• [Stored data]
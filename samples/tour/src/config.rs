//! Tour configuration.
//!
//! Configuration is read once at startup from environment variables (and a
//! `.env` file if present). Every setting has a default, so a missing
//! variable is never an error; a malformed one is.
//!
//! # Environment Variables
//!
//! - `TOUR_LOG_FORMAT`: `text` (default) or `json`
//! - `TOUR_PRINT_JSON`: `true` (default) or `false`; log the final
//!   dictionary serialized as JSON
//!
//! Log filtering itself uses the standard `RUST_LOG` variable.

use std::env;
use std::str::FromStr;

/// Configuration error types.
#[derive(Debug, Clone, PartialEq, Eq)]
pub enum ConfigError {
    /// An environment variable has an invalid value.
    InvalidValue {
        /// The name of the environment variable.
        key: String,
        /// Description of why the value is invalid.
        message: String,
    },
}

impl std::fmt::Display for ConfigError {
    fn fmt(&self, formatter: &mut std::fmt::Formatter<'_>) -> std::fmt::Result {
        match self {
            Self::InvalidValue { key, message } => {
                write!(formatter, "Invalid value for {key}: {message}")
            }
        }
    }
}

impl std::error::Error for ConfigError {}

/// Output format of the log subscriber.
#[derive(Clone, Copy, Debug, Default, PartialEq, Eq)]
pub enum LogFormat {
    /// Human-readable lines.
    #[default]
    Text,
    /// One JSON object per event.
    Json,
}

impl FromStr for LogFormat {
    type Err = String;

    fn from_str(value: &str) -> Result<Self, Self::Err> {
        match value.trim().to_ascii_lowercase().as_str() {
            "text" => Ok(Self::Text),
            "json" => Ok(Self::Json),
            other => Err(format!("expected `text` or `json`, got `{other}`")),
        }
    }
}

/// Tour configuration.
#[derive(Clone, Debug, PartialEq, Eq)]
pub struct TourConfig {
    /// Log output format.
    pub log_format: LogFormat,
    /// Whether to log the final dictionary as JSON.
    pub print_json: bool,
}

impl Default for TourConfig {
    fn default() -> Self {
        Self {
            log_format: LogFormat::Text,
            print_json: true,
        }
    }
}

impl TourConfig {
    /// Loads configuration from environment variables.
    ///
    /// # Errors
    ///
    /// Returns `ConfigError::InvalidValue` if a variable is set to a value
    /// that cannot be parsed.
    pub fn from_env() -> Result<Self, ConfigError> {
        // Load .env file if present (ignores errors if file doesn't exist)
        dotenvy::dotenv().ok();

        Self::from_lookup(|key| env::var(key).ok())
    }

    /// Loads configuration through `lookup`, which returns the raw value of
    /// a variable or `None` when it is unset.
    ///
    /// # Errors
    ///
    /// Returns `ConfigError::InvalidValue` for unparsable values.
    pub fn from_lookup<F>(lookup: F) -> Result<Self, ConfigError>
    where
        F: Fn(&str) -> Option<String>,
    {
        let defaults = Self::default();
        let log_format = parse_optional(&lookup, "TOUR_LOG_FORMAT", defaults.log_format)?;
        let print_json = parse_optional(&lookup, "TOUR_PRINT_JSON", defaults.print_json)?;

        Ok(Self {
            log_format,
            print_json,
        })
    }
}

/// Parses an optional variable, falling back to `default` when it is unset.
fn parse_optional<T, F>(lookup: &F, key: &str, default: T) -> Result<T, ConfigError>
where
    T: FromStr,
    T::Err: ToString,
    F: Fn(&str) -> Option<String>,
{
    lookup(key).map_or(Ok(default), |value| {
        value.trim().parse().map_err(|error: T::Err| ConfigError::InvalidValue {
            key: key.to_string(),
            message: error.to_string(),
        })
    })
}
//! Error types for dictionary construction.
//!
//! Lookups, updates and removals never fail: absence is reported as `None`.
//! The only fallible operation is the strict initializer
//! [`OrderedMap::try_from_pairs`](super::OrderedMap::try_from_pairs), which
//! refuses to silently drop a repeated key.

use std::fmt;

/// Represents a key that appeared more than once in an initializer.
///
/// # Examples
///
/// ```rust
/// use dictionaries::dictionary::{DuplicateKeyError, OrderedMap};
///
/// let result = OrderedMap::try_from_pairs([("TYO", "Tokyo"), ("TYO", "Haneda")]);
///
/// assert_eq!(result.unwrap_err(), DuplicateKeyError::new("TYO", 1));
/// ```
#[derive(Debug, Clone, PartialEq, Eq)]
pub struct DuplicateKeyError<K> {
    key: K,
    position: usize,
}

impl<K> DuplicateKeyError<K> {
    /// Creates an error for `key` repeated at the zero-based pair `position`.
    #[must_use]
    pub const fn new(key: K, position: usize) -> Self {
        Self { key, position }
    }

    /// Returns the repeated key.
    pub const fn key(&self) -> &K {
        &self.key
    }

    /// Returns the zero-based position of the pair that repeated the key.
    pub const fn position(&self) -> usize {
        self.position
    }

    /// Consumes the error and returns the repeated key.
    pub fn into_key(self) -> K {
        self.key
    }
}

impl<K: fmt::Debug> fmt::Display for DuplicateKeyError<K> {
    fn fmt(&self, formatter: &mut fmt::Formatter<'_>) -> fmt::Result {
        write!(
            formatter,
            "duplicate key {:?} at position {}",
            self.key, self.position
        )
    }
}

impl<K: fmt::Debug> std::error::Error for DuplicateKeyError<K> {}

* * *

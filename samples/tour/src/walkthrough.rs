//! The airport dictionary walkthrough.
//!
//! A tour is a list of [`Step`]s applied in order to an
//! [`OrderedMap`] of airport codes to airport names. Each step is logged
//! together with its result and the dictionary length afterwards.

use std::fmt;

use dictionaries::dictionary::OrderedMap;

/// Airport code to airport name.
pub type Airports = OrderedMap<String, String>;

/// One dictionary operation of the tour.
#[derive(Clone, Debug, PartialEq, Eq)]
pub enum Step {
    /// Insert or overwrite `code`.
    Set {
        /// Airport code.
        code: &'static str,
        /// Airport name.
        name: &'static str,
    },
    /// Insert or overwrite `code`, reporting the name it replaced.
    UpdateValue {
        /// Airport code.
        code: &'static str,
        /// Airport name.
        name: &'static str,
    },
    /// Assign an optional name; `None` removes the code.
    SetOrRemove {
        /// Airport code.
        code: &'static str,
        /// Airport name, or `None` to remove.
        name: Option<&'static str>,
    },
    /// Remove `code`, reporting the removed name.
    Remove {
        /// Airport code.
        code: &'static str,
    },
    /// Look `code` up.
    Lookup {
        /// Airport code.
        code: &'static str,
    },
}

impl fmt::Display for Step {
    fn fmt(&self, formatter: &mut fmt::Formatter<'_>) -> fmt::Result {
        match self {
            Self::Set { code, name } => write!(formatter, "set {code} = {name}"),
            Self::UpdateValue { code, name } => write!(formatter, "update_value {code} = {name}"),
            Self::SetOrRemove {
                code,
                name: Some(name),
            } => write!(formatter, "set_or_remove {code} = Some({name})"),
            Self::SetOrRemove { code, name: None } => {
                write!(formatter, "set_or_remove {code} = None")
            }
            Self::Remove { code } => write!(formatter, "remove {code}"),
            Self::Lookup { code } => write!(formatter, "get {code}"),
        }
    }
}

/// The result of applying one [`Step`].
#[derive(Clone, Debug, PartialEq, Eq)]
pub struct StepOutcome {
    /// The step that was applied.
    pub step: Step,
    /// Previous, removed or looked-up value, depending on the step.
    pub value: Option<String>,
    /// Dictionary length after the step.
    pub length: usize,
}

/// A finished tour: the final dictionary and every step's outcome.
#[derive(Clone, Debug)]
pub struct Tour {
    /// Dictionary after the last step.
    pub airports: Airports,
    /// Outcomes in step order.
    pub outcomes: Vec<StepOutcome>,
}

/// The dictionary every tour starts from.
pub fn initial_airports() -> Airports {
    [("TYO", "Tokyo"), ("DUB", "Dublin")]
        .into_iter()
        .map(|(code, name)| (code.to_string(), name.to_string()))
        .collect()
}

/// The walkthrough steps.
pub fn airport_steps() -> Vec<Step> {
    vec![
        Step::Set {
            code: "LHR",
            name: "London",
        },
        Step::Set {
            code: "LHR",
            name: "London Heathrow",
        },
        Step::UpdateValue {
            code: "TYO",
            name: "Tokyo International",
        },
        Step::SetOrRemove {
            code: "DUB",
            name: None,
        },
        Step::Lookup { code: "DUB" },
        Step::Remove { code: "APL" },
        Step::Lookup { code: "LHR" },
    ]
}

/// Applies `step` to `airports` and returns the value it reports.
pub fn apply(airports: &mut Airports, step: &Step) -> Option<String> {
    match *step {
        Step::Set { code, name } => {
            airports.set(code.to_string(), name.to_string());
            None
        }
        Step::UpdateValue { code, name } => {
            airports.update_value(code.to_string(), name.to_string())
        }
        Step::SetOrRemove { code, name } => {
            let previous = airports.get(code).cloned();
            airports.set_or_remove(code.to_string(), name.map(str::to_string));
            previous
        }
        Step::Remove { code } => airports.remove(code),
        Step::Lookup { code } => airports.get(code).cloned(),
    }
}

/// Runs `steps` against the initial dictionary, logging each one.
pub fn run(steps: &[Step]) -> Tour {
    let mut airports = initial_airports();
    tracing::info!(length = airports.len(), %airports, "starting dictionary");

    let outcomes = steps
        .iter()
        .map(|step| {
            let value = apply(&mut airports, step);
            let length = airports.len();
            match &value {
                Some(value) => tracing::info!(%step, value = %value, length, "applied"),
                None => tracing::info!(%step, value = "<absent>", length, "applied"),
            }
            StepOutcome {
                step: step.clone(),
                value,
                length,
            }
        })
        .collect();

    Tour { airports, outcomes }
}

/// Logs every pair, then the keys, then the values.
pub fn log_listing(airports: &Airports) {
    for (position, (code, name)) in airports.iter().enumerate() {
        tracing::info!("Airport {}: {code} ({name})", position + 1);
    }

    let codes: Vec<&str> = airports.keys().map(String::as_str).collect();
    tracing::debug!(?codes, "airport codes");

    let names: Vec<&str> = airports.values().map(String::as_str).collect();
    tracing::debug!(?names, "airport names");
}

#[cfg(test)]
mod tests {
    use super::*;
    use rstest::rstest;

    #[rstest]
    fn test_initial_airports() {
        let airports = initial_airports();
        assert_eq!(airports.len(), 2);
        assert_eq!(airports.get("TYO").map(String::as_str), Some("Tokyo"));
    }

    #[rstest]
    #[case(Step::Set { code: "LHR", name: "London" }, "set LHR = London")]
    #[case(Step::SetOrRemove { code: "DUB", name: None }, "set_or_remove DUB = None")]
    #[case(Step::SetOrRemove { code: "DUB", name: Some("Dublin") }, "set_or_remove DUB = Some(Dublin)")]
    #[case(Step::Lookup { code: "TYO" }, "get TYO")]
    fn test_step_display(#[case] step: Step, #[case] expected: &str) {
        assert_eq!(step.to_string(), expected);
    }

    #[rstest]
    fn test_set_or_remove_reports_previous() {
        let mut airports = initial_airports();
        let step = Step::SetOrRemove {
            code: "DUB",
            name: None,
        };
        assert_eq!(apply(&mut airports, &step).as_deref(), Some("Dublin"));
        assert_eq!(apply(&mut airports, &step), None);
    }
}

• [What this task involves]
From the data above, reproduce word for word the lines running from the line with "dotenvy::dotenv().ok();" to the line with "for unparsable values.", ends included.

• [Exercise response]
        dotenvy::dotenv().ok();

        Self::from_lookup(|key| env::var(key).ok())
    }

    /// Loads configuration through `lookup`, which returns the raw value of
    /// a variable or `None` when it is unset.
    ///
    /// # Errors
    ///
    /// Returns `ConfigError::InvalidValue` for unparsable values.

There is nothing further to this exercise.